Life Below Zero: Bank Lending Under Negative Policy Rates

Working Paper: CEPR ID: DP13191

Authors: Florian Heider; Farzad Saidi; Glenn Schepens

Abstract: We show that negative policy rates affect the supply of bank credit in a novel way. Banks are reluctant to pass on negative rates to depositors, which increases the funding cost of high-deposit banks, and reduces their net worth, relative to low-deposit banks. As a consequence, the introduction of negative policy rates by the European Central Bank in mid-2014 leads to more risk taking and less lending by euro-area banks with greater reliance on deposit funding. Our results suggest that negative rates are less accommodative, and could pose a risk to financial stability, if lending is done by high-deposit banks.

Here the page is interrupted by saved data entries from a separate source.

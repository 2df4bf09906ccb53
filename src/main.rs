//! Operator command line for the point-of-sale data directory.

mod cli;

use clap::Parser;
use cli::{Cli, Command, StoreName};
use freshmade_pos_lib::commands::reports;
use freshmade_pos_lib::models::OrderStatus;
use freshmade_pos_lib::money::{display_customer, format_amount};
use freshmade_pos_lib::{logger, AppConfig, AppState, StoreError};

fn main() -> Result<(), Box<dyn std::error::Error>> {
    let args = Cli::parse();

    let mut config = AppConfig::load(&args.config)?;
    if let Some(dir) = args.data_dir.clone() {
        config.data_dir = dir;
    }

    let level = if args.verbose { "debug" } else { config.log_level.as_str() };
    let log_dir = config.log_to_file.then(|| config.log_dir());
    let _guard = logger::init_logging(level, log_dir.as_deref())?;

    tracing::info!(data_dir = %config.data_dir.display(), "Starting freshmade-pos");

    let state = AppState::open(&config)?;
    execute(&state, args.command)?;

    Ok(())
}

fn execute(state: &AppState, command: Command) -> Result<(), StoreError> {
    match command {
        Command::Summary => {
            let summary = reports::dashboard(state.catalog()?, state.employees()?);
            let payroll = state.employees()?.salary_stats();

            println!("Orders:            {}", summary.orders.total_orders);
            println!("  pending:         {}", summary.orders.pending_orders);
            println!("  completed:       {}", summary.orders.completed_orders);
            println!("Revenue:           {}", format_amount(summary.orders.total_revenue));
            println!("Salary paid:       {}", format_amount(summary.salary_payments));
            println!("Net profit:        {}", format_amount(summary.net_profit));
            println!("Monthly payroll:   {}", format_amount(payroll.monthly_salary_expense));
            println!(
                "Employees:         {} active of {}",
                summary.active_employees, payroll.total_employees
            );
            println!(
                "Menu:              {} available of {}",
                summary.menu.available_items, summary.menu.total_items
            );
        }
        Command::Menu { category } => {
            let catalog = state.catalog()?;
            let items = match category.as_deref() {
                Some(category) => catalog.menu_items_in_category(category),
                None => catalog.menu_items().iter().collect(),
            };
            for item in items {
                let flag = if item.available { "" } else { " (unavailable)" };
                println!(
                    "{:>14}  {:<16} {:<48} {}{}",
                    item.id,
                    item.category,
                    item.name,
                    format_amount(item.price),
                    flag
                );
            }
        }
        Command::Orders { status, search } => {
            let status = match status.as_deref() {
                None | Some("all") => None,
                Some(value) => match OrderStatus::parse(value) {
                    Some(status) => Some(status),
                    None => {
                        return Err(StoreError::Config(format!("Unknown order status: {}", value)))
                    }
                },
            };

            let catalog = state.catalog()?;
            for order in catalog.filter_orders(&search, status) {
                println!(
                    "#{}  {:<24} {:<10} {:>14}  {}",
                    order.id,
                    display_customer(order.customer_name.as_deref()),
                    order.status.as_str(),
                    format_amount(order.total_amount),
                    order.created_at
                );
            }
        }
        Command::Export { store } => {
            let json = match store {
                StoreName::Catalog => state.catalog()?.to_json_pretty()?,
                StoreName::Employees => state.employees()?.to_json_pretty()?,
            };
            println!("{}", json);
        }
        Command::Reset { store } => {
            match store {
                StoreName::Catalog => state.catalog()?.clear_persisted()?,
                StoreName::Employees => state.employees()?.clear_persisted()?,
            }
            tracing::warn!(?store, "Persisted data removed; seed data applies on next start");
        }
    }

    Ok(())
}
pub mod bills;
pub mod categories;
pub mod menu;
pub mod orders;
pub mod reports;
pub mod salary;
pub mod staff;
use crate::catalog::{CatalogAction, CatalogOrderStore};
use crate::error::Result;
use crate::ids::next_id;
use crate::models::{CreateMenuItem, EntityRef, MenuItem};
use crate::reducer::contains_id;

pub const UNKNOWN_ITEM: &str = "Unknown Item";

impl MenuItem {
    pub fn with_draft(&self, draft: CreateMenuItem) -> MenuItem {
        MenuItem {
            id: self.id,
            name: draft.name,
            category: draft.category,
            price: draft.price,
            description: draft.description,
            available: draft.available,
            image: draft.image,
        }
    }
}

impl CatalogOrderStore {
    /// Adds a menu item with a fresh id. Availability is taken as given.
    pub fn add_menu_item(&mut self, item: CreateMenuItem) -> Result<MenuItem> {
        let item = MenuItem {
            id: next_id(),
            name: item.name,
            category: item.category,
            price: item.price,
            description: item.description,
            available: item.available,
            image: item.image,
        };

        let item = item.normalized();
        self.dispatch(CatalogAction::AddMenuItem(item.clone()))?;
        tracing::info!(menu_item_id = item.id, name = %item.name, "Menu item created");

        Ok(item)
    }

    pub fn update_menu_item(&mut self, item: MenuItem) -> Result<()> {
        if !contains_id(self.menu_items(), item.id) {
            tracing::debug!(menu_item_id = item.id, "Update for unknown menu item ignored");
        }
        self.dispatch(CatalogAction::UpdateMenuItem(item))
    }

    /// Removes the item. Orders and bills that reference it keep the dangling id.
    pub fn delete_menu_item(&mut self, id: i64) -> Result<()> {
        if !contains_id(self.menu_items(), id) {
            tracing::debug!(menu_item_id = id, "Delete for unknown menu item ignored");
        }
        self.dispatch(CatalogAction::DeleteMenuItem(id))
    }

    pub fn toggle_menu_item_availability(&mut self, id: i64) -> Result<()> {
        match self.find_menu_item(&EntityRef::Id(id)).cloned() {
            Some(item) => self.update_menu_item(MenuItem {
                available: !item.available,
                ..item
            }),
            None => Ok(()),
        }
    }

    pub fn find_menu_item(&self, reference: &EntityRef) -> Option<&MenuItem> {
        let id = reference.as_id()?;
        self.menu_items().iter().find(|m| m.id == id)
    }

    pub fn menu_item_name(&self, reference: &EntityRef) -> &str {
        self.find_menu_item(reference)
            .map(|m| m.name.as_str())
            .unwrap_or(UNKNOWN_ITEM)
    }

    pub fn menu_item_price(&self, reference: &EntityRef) -> f64 {
        self.find_menu_item(reference).map(|m| m.price).unwrap_or(0.0)
    }

    pub fn available_menu_items(&self) -> Vec<&MenuItem> {
        self.menu_items().iter().filter(|m| m.available).collect()
    }
}
//! Load/save lifecycle binding a reducer-driven store to durable storage.
//!
//! A store reads its key once when opened and writes a full snapshot back after
//! every dispatch. There is no append log and no merge on write: the last
//! writer of a key wins.

use crate::error::{Result, StoreError};
use crate::reducer::Reducer;
use crate::storage::KeyValueStore;
use serde::de::DeserializeOwned;
use serde::Serialize;
use std::sync::Arc;

pub struct PersistenceAdapter {
    storage: Arc<dyn KeyValueStore>,
    key: String,
}

impl PersistenceAdapter {
    pub fn new(storage: Arc<dyn KeyValueStore>, key: impl Into<String>) -> Self {
        Self {
            storage,
            key: key.into(),
        }
    }

    pub fn key(&self) -> &str {
        &self.key
    }

    /// Reads and parses the stored document. A missing key is `Ok(None)`; a
    /// document that does not parse is an error the caller cannot recover from.
    pub fn load<P: DeserializeOwned>(&self) -> Result<Option<P>> {
        let Some(raw) = self.storage.get(&self.key)? else {
            return Ok(None);
        };

        serde_json::from_str(&raw)
            .map(Some)
            .map_err(|source| StoreError::MalformedPayload {
                key: self.key.clone(),
                source,
            })
    }

    pub fn save<S: Serialize>(&self, state: &S) -> Result<()> {
        let raw = serde_json::to_string(state)?;
        self.storage.set(&self.key, &raw)
    }

    pub fn clear(&self) -> Result<()> {
        self.storage.remove(&self.key)
    }
}

pub struct Store<R: Reducer> {
    state: R::State,
    persistence: PersistenceAdapter,
}

impl<R: Reducer> Store<R> {
    /// Starts from `initial`, merges whatever is persisted under the adapter's
    /// key, then writes the merged state back.
    pub fn open(initial: R::State, persistence: PersistenceAdapter) -> Result<Self> {
        let mut store = Self {
            state: initial,
            persistence,
        };

        match store.persistence.load::<R::Patch>()? {
            Some(patch) => {
                store.state = R::reduce(&store.state, &R::load_action(patch));
                tracing::info!(key = store.persistence.key(), "Restored persisted state");
            }
            None => {
                tracing::info!(key = store.persistence.key(), "No persisted state, using seed data");
            }
        }

        store.persistence.save(&store.state)?;
        Ok(store)
    }

    pub fn state(&self) -> &R::State {
        &self.state
    }

    /// Applies `action` and persists the resulting state.
    ///
    /// The new state is kept in memory even if the write fails; the error is
    /// logged and returned so the caller can surface it.
    pub fn dispatch(&mut self, action: R::Action) -> Result<()> {
        tracing::debug!(?action, key = self.persistence.key(), "Dispatching");
        self.state = R::reduce(&self.state, &action);

        if let Err(e) = self.persistence.save(&self.state) {
            tracing::error!(key = self.persistence.key(), error = %e, "Failed to persist state");
            return Err(e);
        }

        Ok(())
    }

    pub fn to_json_pretty(&self) -> Result<String> {
        Ok(serde_json::to_string_pretty(&self.state)?)
    }

    pub fn persistence(&self) -> &PersistenceAdapter {
        &self.persistence
    }
}
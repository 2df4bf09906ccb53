//! Application configuration, stored as JSON next to the data.

use crate::catalog::CATALOG_KEY;
use crate::employees::EMPLOYEE_KEY;
use crate::error::{Result, StoreError};
use serde::{Deserialize, Serialize};
use std::path::{Path, PathBuf};

pub const DATA_DIR_ENV: &str = "FRESHMADE_DATA_DIR";

fn default_data_dir() -> PathBuf {
    std::env::var(DATA_DIR_ENV).map(PathBuf::from).unwrap_or_else(|_| {
        tracing::debug!("{} not set, using ./data", DATA_DIR_ENV);
        PathBuf::from("./data")
    })
}

#[derive(Debug, Clone, Serialize, Deserialize, PartialEq)]
#[serde(default)]
pub struct AppConfig {
    /// Directory holding the database and logs
    pub data_dir: PathBuf,
    /// SQLite file name inside `data_dir`
    pub database_file: String,
    /// Default filter when `RUST_LOG` is unset
    pub log_level: String,
    /// Also write daily log files under `data_dir/logs`
    pub log_to_file: bool,
    /// Storage key for menu, orders and bills
    pub catalog_key: String,
    /// Storage key for employees and salary payments
    pub employee_key: String,
}

impl Default for AppConfig {
    fn default() -> Self {
        Self {
            data_dir: default_data_dir(),
            database_file: "freshmade_pos.db".to_string(),
            log_level: "info".to_string(),
            log_to_file: false,
            catalog_key: CATALOG_KEY.to_string(),
            employee_key: EMPLOYEE_KEY.to_string(),
        }
    }
}

impl AppConfig {
    /// Loads configuration from a file, falling back to defaults when it is absent.
    pub fn load(path: &Path) -> Result<Self> {
        if path.exists() {
            let content = std::fs::read_to_string(path)?;
            serde_json::from_str(&content).map_err(|e| StoreError::Config(e.to_string()))
        } else {
            Ok(Self::default())
        }
    }

    pub fn save(&self, path: &Path) -> Result<()> {
        let content =
            serde_json::to_string_pretty(self).map_err(|e| StoreError::Config(e.to_string()))?;
        std::fs::write(path, content)?;
        Ok(())
    }

    pub fn database_path(&self) -> PathBuf {
        self.data_dir.join(&self.database_file)
    }

    pub fn log_dir(&self) -> PathBuf {
        self.data_dir.join("logs")
    }
}

#[cfg(test)]
mod tests {
    use super::*;

    #[test]
    fn missing_file_yields_defaults() {
        let dir = tempfile::tempdir().unwrap();
        let config = AppConfig::load(&dir.path().join("config.json")).unwrap();

        assert_eq!(config.catalog_key, "restaurantData");
        assert_eq!(config.employee_key, "employeeData");
        assert_eq!(config.database_file, "freshmade_pos.db");
    }

    #[test]
    fn partial_file_fills_in_defaults() {
        let dir = tempfile::tempdir().unwrap();
        let path = dir.path().join("config.json");
        std::fs::write(&path, r#"{"data_dir": "/srv/pos", "log_level": "debug"}"#).unwrap();

        let config = AppConfig::load(&path).unwrap();

        assert_eq!(config.database_path(), PathBuf::from("/srv/pos/freshmade_pos.db"));
        assert_eq!(config.log_level, "debug");
        assert!(!config.log_to_file);
    }

    #[test]
    fn save_then_load_preserves_values() {
        let dir = tempfile::tempdir().unwrap();
        let path = dir.path().join("config.json");
        let config = AppConfig {
            data_dir: dir.path().to_path_buf(),
            log_to_file: true,
            ..AppConfig::default()
        };

        config.save(&path).unwrap();

        assert_eq!(AppConfig::load(&path).unwrap(), config);
    }

    #[test]
    fn invalid_file_is_a_config_error() {
        let dir = tempfile::tempdir().unwrap();
        let path = dir.path().join("config.json");
        std::fs::write(&path, "not json").unwrap();

        assert!(matches!(AppConfig::load(&path), Err(StoreError::Config(_))));
    }
}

Keywords: negative interest rates; deposits; zero lower bound; bank balance-sheet channel; bank risk-taking channel

JEL Codes: E44; E52; E58; G20; G21


Causal Claims Network Graph

Edges that are evidenced by causal inference methods are in orange, and the rest are in light blue.


Causal Claims

CauseEffect
negative policy rates (E43)greater risk-taking behavior (D91)
negative policy rates (E43)reduction in lending (G21)
bank's deposit ratio (G21)riskiness of the firms financed (G32)
bank's deposit ratio (G21)lending volume (G21)
greater risk-taking behavior (D91)reduction in lending (G21)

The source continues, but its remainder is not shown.